Dicho lo cual, el arranque del concierto me pareció algo desinflado, desluciendo hits tan característicos como “The Captain”, “The Golden Rule” o “Biblical”. Brillaban mucho mejor esas canciones donde poder aportar ese abrigo coral reposadamente, como ocurrió con “Goodbye” y “Space”. La cosa mejoró bastante a partir de la poderosa coda, ahora sí, musculada y barroca que consiguieron con “Cop Syrup”, cogiendo ritmo y frenesí en esos lances de la velada gracias al ímpetu y emoción que afloró con el entramado que supuso la sucesión de “Different people”, “A Hunger in Your Haunt”, “Black Chandelier” y “Mountains” antes del bis. Y es que, si bien el concierto mostraba un nivel medio, sólo el arsenal de temazos de los que puede presumir Biffy Clyro es garantía para levantar cualquier show.

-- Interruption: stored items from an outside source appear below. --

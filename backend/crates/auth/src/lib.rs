//! Auth (Authentication) Backend Module
//!
//! Clean Architecture structure:
//! - `domain/` - Business logic, entities, repository traits
//! - `application/` - Use cases and application services
//! - `infra/` - Database implementations
//! - `presentation/` - HTTP handlers, DTOs, router, dashboard gate
//!
//! ## Features
//! - Email + password sign-up and sign-in
//! - Server-side sessions with HMAC-signed cookie snapshots
//! - Role-based access (User, Admin) with a role-routing dashboard gate
//! - Admin tooling: bans, role changes, impersonation
//!
//! ## Security Model
//! - Passwords hashed with Argon2id and screened against known breaches
//! - Database-backed fixed-window rate limiting on sign-in
//! - Banned users lose all sessions immediately

pub mod application;
pub mod client;
pub mod domain;
pub mod error;
pub mod infra;
pub mod presentation;

#[cfg(test)]
mod tests;

// Re-exports for convenience
pub use application::config::AuthConfig;
pub use application::get_session::SessionView;
pub use error::{AuthError, AuthResult};
pub use infra::postgres::{PgAuthRepository, PgRateLimitStore};
pub use presentation::router::auth_router;

// Re-export kernel error types for unified error handling
pub use kernel::error::{
    app_error::{AppError, AppResult},
    kind::ErrorKind,
};

// Convenience re-exports
pub mod config {
    pub use crate::application::config::*;
}

pub mod models {
    pub use crate::domain::entity::*;
    pub use crate::domain::value_object::*;
    pub use crate::presentation::dto::*;
}

pub mod handlers {
    pub use crate::presentation::handlers::*;
}

pub mod gate {
    pub use crate::presentation::gate::*;
}

pub mod router {
    pub use crate::presentation::router::*;
}
#[tokio::test]
async fn test_quote_without_rate_card_is_not_found() {
    let repo = repo();
    let pricing = PricingService::new(Arc::clone(&repo));

    let err = pricing
        .quote(ShipmentType::Air, Some(dec!(10.0)), None)
        .await
        .unwrap_err();
    assert!(matches!(err, LogisticsError::NotFound("pricing rate")));
}

#[tokio::test]
async fn test_quote_prefers_weight_pricing() {
    let repo = repo();
    let pricing = PricingService::new(Arc::clone(&repo));

    pricing
        .create(crate::application::NewPricingRate {
            shipment_type: ShipmentType::Air,
            rate_per_kg: Some(dec!(12.50)),
            rate_per_cbm: Some(dec!(300.00)),
            exchange_rate: None,
            notes: None,
        })
        .await
        .unwrap();

    let quote = pricing
        .quote(ShipmentType::Air, Some(dec!(4.0)), Some(dec!(1.0)))
        .await
        .unwrap();
    assert_eq!(quote.cost, dec!(50.00));

    let quote = pricing
        .quote(ShipmentType::Air, None, Some(dec!(2.0)))
        .await
        .unwrap();
    assert_eq!(quote.cost, dec!(600.00));

    let err = pricing
        .quote(ShipmentType::Air, None, None)
        .await
        .unwrap_err();
    assert!(matches!(err, LogisticsError::Validation(_)));
}

#[tokio::test]
async fn test_deactivated_rate_is_skipped() {
    let repo = repo();
    let pricing = PricingService::new(Arc::clone(&repo));

    let rate = pricing
        .create(crate::application::NewPricingRate {
            shipment_type: ShipmentType::Sea,
            rate_per_kg: None,
            rate_per_cbm: Some(dec!(250.00)),
            exchange_rate: None,
            notes: None,
        })
        .await
        .unwrap();
    pricing
        .update(
            &rate.pricing_rate_id,
            PricingRatePatch {
                is_active: Some(false),
                ..PricingRatePatch::default()
            },
        )
        .await
        .unwrap();

    let err = pricing
        .quote(ShipmentType::Sea, None, Some(dec!(1.0)))
        .await
        .unwrap_err();
    assert!(matches!(err, LogisticsError::NotFound(_)));
}

#[tokio::test]
async fn test_update_refreshes_updated_at() {
    let repo = repo();
    let clients = ClientService::new(Arc::clone(&repo));

    let client = clients
        .create(NewClient {
            name: "Kofi Boateng".to_string(),
            ..NewClient::default()
        })
        .await
        .unwrap();

    let updated = clients
        .update(
            &client.client_id,
            crate::application::ClientPatch {
                phone: Some("+233201234567".to_string()),
                ..crate::application::ClientPatch::default()
            },
        )
        .await
        .unwrap();
    assert_eq!(updated.phone.as_deref(), Some("+233201234567"));
    assert!(updated.updated_at >= client.updated_at);
}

El bis también mostró un cariz desigual, arrancando con la bellísima “Machines”, completa debilidad sentimental para quien les escribe, que se convirtió en un karaoke colectivo que me estragó por completo, seguida de uno de sus singles más vulgares “Wolves of Winter” y que termino, sin embargo, por todo lo alto con una trepidante y maravillosa “Bubbles” para dar el punto final con ese lamento intensamente doloroso, bello y dramático que es su imprescindible “Many of horror”.
Como le comenté una vez a mi amigo y acompañante esa noche, “Yonkilata y Futique (25)”, grito de guerra y de resistencia para el apocalipsis diario.